INSTRUCTIONS FOR THE TASK
Every record shown below is to be output exactly.

EXTRACTED DATA
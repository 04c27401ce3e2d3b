//! Keystone v2.0 / Rackspace authentication
//!
//! A JSON POST to `<authURL>/tokens` with either password credentials or the
//! Rackspace API-key block. Whether the account wants a password or an API
//! key is not knowable up front, so the initial guess is toggled on each
//! failed attempt and pinned once one variant succeeds.

use chrono::{DateTime, Utc};
use reqwest::Method;
use serde::{Deserialize, Serialize};

use sc_core::{Headers, Result};

use super::{parse_expiry, AuthRequest, Authenticator, EndpointType};
use crate::connection::Connection;

#[derive(Debug, Default)]
pub(crate) struct V2Auth {
    auth: Option<V2AuthResponse>,
    region: String,
    /// Use the Rackspace API key block instead of password credentials
    use_api_key: bool,
    /// Once a response parsed, stop toggling the credential mode
    use_api_key_ok: bool,
    not_first: bool,
}

impl V2Auth {
    pub(crate) fn new(use_api_key: bool) -> Self {
        Self {
            use_api_key,
            ..Self::default()
        }
    }

    /// The endpoint of `catalog_type`, preferring the caller's region and
    /// falling back to the first entry of that type.
    fn endpoint_url(&self, catalog_type: &str, endpoint_type: EndpointType) -> String {
        let Some(auth) = &self.auth else {
            return String::new();
        };
        let mut fallback = None;
        for catalog in &auth.access.service_catalog {
            if catalog.catalog_type != catalog_type {
                continue;
            }
            for endpoint in &catalog.endpoints {
                let url = match endpoint_type {
                    EndpointType::Internal => &endpoint.internal_url,
                    EndpointType::Admin => &endpoint.admin_url,
                    EndpointType::Public => &endpoint.public_url,
                };
                if url.is_empty() {
                    continue;
                }
                if self.region.is_empty() || self.region == endpoint.region {
                    return url.clone();
                }
                if fallback.is_none() {
                    fallback = Some(url.clone());
                }
            }
        }
        fallback.unwrap_or_default()
    }
}

impl Authenticator for V2Auth {
    fn request(&mut self, conn: &Connection) -> Result<AuthRequest> {
        self.region = conn.region().to_string();
        // Toggle the credential mode if the previous attempt failed
        if self.not_first && !self.use_api_key_ok {
            self.use_api_key = !self.use_api_key;
        }
        self.not_first = true;

        let body = if self.use_api_key {
            serde_json::to_vec(&V2ApiKeyRequest {
                auth: V2ApiKeyAuth {
                    api_key_credentials: V2ApiKeyCredentials {
                        username: conn.user_name().to_string(),
                        api_key: conn.api_key().to_string(),
                    },
                    tenant_name: none_if_empty(conn.tenant()),
                    tenant_id: none_if_empty(conn.tenant_id()),
                },
            })?
        } else {
            serde_json::to_vec(&V2PasswordRequest {
                auth: V2PasswordAuth {
                    password_credentials: V2PasswordCredentials {
                        username: conn.user_name().to_string(),
                        password: conn.api_key().to_string(),
                    },
                    tenant_name: none_if_empty(conn.tenant()),
                    tenant_id: none_if_empty(conn.tenant_id()),
                },
            })?
        };

        let mut url = conn.auth_url().to_string();
        if !url.ends_with('/') {
            url.push('/');
        }
        url.push_str("tokens");

        Ok(AuthRequest {
            method: Method::POST,
            url,
            headers: vec![("Content-Type".to_string(), "application/json".to_string())],
            body: Some(body),
        })
    }

    fn response(&mut self, _headers: &Headers, body: &[u8]) -> Result<()> {
        let auth: V2AuthResponse = serde_json::from_slice(body)?;
        self.auth = Some(auth);
        // This credential mode worked; no need to toggle any more
        self.use_api_key_ok = true;
        Ok(())
    }

    fn storage_url(&self, endpoint_type: EndpointType) -> String {
        self.endpoint_url("object-store", endpoint_type)
    }

    fn token(&self) -> String {
        self.auth
            .as_ref()
            .map(|a| a.access.token.id.clone())
            .unwrap_or_default()
    }

    fn cdn_url(&self) -> String {
        self.endpoint_url("rax:object-cdn", EndpointType::Public)
    }

    fn expires(&self) -> Option<DateTime<Utc>> {
        self.auth
            .as_ref()
            .and_then(|a| parse_expiry(&a.access.token.expires))
    }
}

fn none_if_empty(value: &str) -> Option<String> {
    if value.is_empty() {
        None
    } else {
        Some(value.to_string())
    }
}

// Request bodies
//
// https://docs.openstack.org/api-ref/identity/v2/
// https://docs.rackspace.com/docs/cloud-files-getting-started

#[derive(Debug, Serialize)]
struct V2PasswordRequest {
    auth: V2PasswordAuth,
}

#[derive(Debug, Serialize)]
struct V2PasswordAuth {
    #[serde(rename = "passwordCredentials")]
    password_credentials: V2PasswordCredentials,
    #[serde(rename = "tenantName", skip_serializing_if = "Option::is_none")]
    tenant_name: Option<String>,
    #[serde(rename = "tenantId", skip_serializing_if = "Option::is_none")]
    tenant_id: Option<String>,
}

#[derive(Debug, Serialize)]
struct V2PasswordCredentials {
    username: String,
    password: String,
}

#[derive(Debug, Serialize)]
struct V2ApiKeyRequest {
    auth: V2ApiKeyAuth,
}

#[derive(Debug, Serialize)]
struct V2ApiKeyAuth {
    #[serde(rename = "RAX-KSKEY:apiKeyCredentials")]
    api_key_credentials: V2ApiKeyCredentials,
    #[serde(rename = "tenantName", skip_serializing_if = "Option::is_none")]
    tenant_name: Option<String>,
    #[serde(rename = "tenantId", skip_serializing_if = "Option::is_none")]
    tenant_id: Option<String>,
}

#[derive(Debug, Serialize)]
struct V2ApiKeyCredentials {
    username: String,
    #[serde(rename = "apiKey")]
    api_key: String,
}

// Response body

#[derive(Debug, Default, Deserialize)]
struct V2AuthResponse {
    access: V2Access,
}

#[derive(Debug, Default, Deserialize)]
struct V2Access {
    #[serde(rename = "serviceCatalog", default)]
    service_catalog: Vec<V2Catalog>,
    #[serde(default)]
    token: V2Token,
}

#[derive(Debug, Default, Deserialize)]
struct V2Catalog {
    #[serde(default)]
    endpoints: Vec<V2Endpoint>,
    #[serde(rename = "type", default)]
    catalog_type: String,
}

#[derive(Debug, Default, Deserialize)]
struct V2Endpoint {
    #[serde(rename = "internalURL", default)]
    internal_url: String,
    #[serde(rename = "publicURL", default)]
    public_url: String,
    #[serde(rename = "adminURL", default)]
    admin_url: String,
    #[serde(default)]
    region: String,
}

#[derive(Debug, Default, Deserialize)]
struct V2Token {
    #[serde(default)]
    expires: String,
    #[serde(default)]
    id: String,
}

RESULT OF THE EXERCISE
repository 04c27401ce3e2d3b
//! Keystone v2.0 / Rackspace authentication
//!
//! A JSON POST to `<authURL>/tokens` with either password credentials or the
//! Rackspace API-key block. Whether the account wants a password or an API
//! key is not knowable up front, so the initial guess is toggled on each
//! failed attempt and pinned once one variant succeeds.

use chrono::{DateTime, Utc};
use reqwest::Method;
use serde::{Deserialize, Serialize};

use sc_core::{Headers, Result};

use super::{parse_expiry, AuthRequest, Authenticator, EndpointType};
use crate::connection::Connection;

#[derive(Debug, Default)]
pub(crate) struct V2Auth {
    auth: Option<V2AuthResponse>,
    region: String,
    /// Use the Rackspace API key block instead of password credentials
    use_api_key: bool,
    /// Once a response parsed, stop toggling the credential mode
    use_api_key_ok: bool,
    not_first: bool,
}

impl V2Auth {
    pub(crate) fn new(use_api_key: bool) -> Self {
        Self {
            use_api_key,
            ..Self::default()
        }
    }

    /// The endpoint of `catalog_type`, preferring the caller's region and
    /// falling back to the first entry of that type.
    fn endpoint_url(&self, catalog_type: &str, endpoint_type: EndpointType) -> String {
        let Some(auth) = &self.auth else {
            return String::new();
        };
        let mut fallback = None;
        for catalog in &auth.access.service_catalog {
            if catalog.catalog_type != catalog_type {
                continue;
            }
            for endpoint in &catalog.endpoints {
                let url = match endpoint_type {
                    EndpointType::Internal => &endpoint.internal_url,
                    EndpointType::Admin => &endpoint.admin_url,
                    EndpointType::Public => &endpoint.public_url,
                };
                if url.is_empty() {
                    continue;
                }
                if self.region.is_empty() || self.region == endpoint.region {
                    return url.clone();
                }
                if fallback.is_none() {
                    fallback = Some(url.clone());
                }
            }
        }
        fallback.unwrap_or_default()
    }
}

impl Authenticator for V2Auth {
    fn request(&mut self, conn: &Connection) -> Result<AuthRequest> {
        self.region = conn.region().to_string();
        // Toggle the credential mode if the previous attempt failed
        if self.not_first && !self.use_api_key_ok {
            self.use_api_key = !self.use_api_key;
        }
        self.not_first = true;

        let body = if self.use_api_key {
            serde_json::to_vec(&V2ApiKeyRequest {
                auth: V2ApiKeyAuth {
                    api_key_credentials: V2ApiKeyCredentials {
                        username: conn.user_name().to_string(),
                        api_key: conn.api_key().to_string(),
                    },
                    tenant_name: none_if_empty(conn.tenant()),
                    tenant_id: none_if_empty(conn.tenant_id()),
                },
            })?
        } else {
            serde_json::to_vec(&V2PasswordRequest {
                auth: V2PasswordAuth {
                    password_credentials: V2PasswordCredentials {
                        username: conn.user_name().to_string(),
                        password: conn.api_key().to_string(),
                    },
                    tenant_name: none_if_empty(conn.tenant()),
                    tenant_id: none_if_empty(conn.tenant_id()),
                },
            })?
        };

        let mut url = conn.auth_url().to_string();
        if !url.ends_with('/') {
            url.push('/');
        }
        url.push_str("tokens");

        Ok(AuthRequest {
            method: Method::POST,
            url,
            headers: vec![("Content-Type".to_string(), "application/json".to_string())],
            body: Some(body),
        })
    }

    fn response(&mut self, _headers: &Headers, body: &[u8]) -> Result<()> {
        let auth: V2AuthResponse = serde_json::from_slice(body)?;
        self.auth = Some(auth);
        // This credential mode worked; no need to toggle any more
        self.use_api_key_ok = true;
        Ok(())
    }

    fn storage_url(&self, endpoint_type: EndpointType) -> String {
        self.endpoint_url("object-store", endpoint_type)
    }

    fn token(&self) -> String {
        self.auth
            .as_ref()
            .map(|a| a.access.token.id.clone())
            .unwrap_or_default()
    }

    fn cdn_url(&self) -> String {
        self.endpoint_url("rax:object-cdn", EndpointType::Public)
    }

    fn expires(&self) -> Option<DateTime<Utc>> {
        self.auth
            .as_ref()
            .and_then(|a| parse_expiry(&a.access.token.expires))
    }
}

fn none_if_empty(value: &str) -> Option<String> {
    if value.is_empty() {
        None
    } else {
        Some(value.to_string())
    }
}

// Request bodies
//
// https://docs.openstack.org/api-ref/identity/v2/
// https://docs.rackspace.com/docs/cloud-files-getting-started

#[derive(Debug, Serialize)]
struct V2PasswordRequest {
    auth: V2PasswordAuth,
}

#[derive(Debug, Serialize)]
struct V2PasswordAuth {
    #[serde(rename = "passwordCredentials")]
    password_credentials: V2PasswordCredentials,
    #[serde(rename = "tenantName", skip_serializing_if = "Option::is_none")]
    tenant_name: Option<String>,
    #[serde(rename = "tenantId", skip_serializing_if = "Option::is_none")]
    tenant_id: Option<String>,
}

#[derive(Debug, Serialize)]
struct V2PasswordCredentials {
    username: String,
    password: String,
}

#[derive(Debug, Serialize)]
struct V2ApiKeyRequest {
    auth: V2ApiKeyAuth,
}

#[derive(Debug, Serialize)]
struct V2ApiKeyAuth {
    #[serde(rename = "RAX-KSKEY:apiKeyCredentials")]
    api_key_credentials: V2ApiKeyCredentials,
    #[serde(rename = "tenantName", skip_serializing_if = "Option::is_none")]
    tenant_name: Option<String>,
    #[serde(rename = "tenantId", skip_serializing_if = "Option::is_none")]
    tenant_id: Option<String>,
}

#[derive(Debug, Serialize)]
struct V2ApiKeyCredentials {
    username: String,
    #[serde(rename = "apiKey")]
    api_key: String,
}

// Response body

#[derive(Debug, Default, Deserialize)]
struct V2AuthResponse {
    access: V2Access,
}

#[derive(Debug, Default, Deserialize)]
struct V2Access {
    #[serde(rename = "serviceCatalog", default)]
    service_catalog: Vec<V2Catalog>,
    #[serde(default)]
    token: V2Token,
}

#[derive(Debug, Default, Deserialize)]
struct V2Catalog {
    #[serde(default)]
    endpoints: Vec<V2Endpoint>,
    #[serde(rename = "type", default)]
    catalog_type: String,
}

#[derive(Debug, Default, Deserialize)]
struct V2Endpoint {
    #[serde(rename = "internalURL", default)]
    internal_url: String,
    #[serde(rename = "publicURL", default)]
    public_url: String,
    #[serde(rename = "adminURL", default)]
    admin_url: String,
    #[serde(default)]
    region: String,
}

#[derive(Debug, Default, Deserialize)]
struct V2Token {
    #[serde(default)]
    expires: String,
    #[serde(default)]
    id: String,
}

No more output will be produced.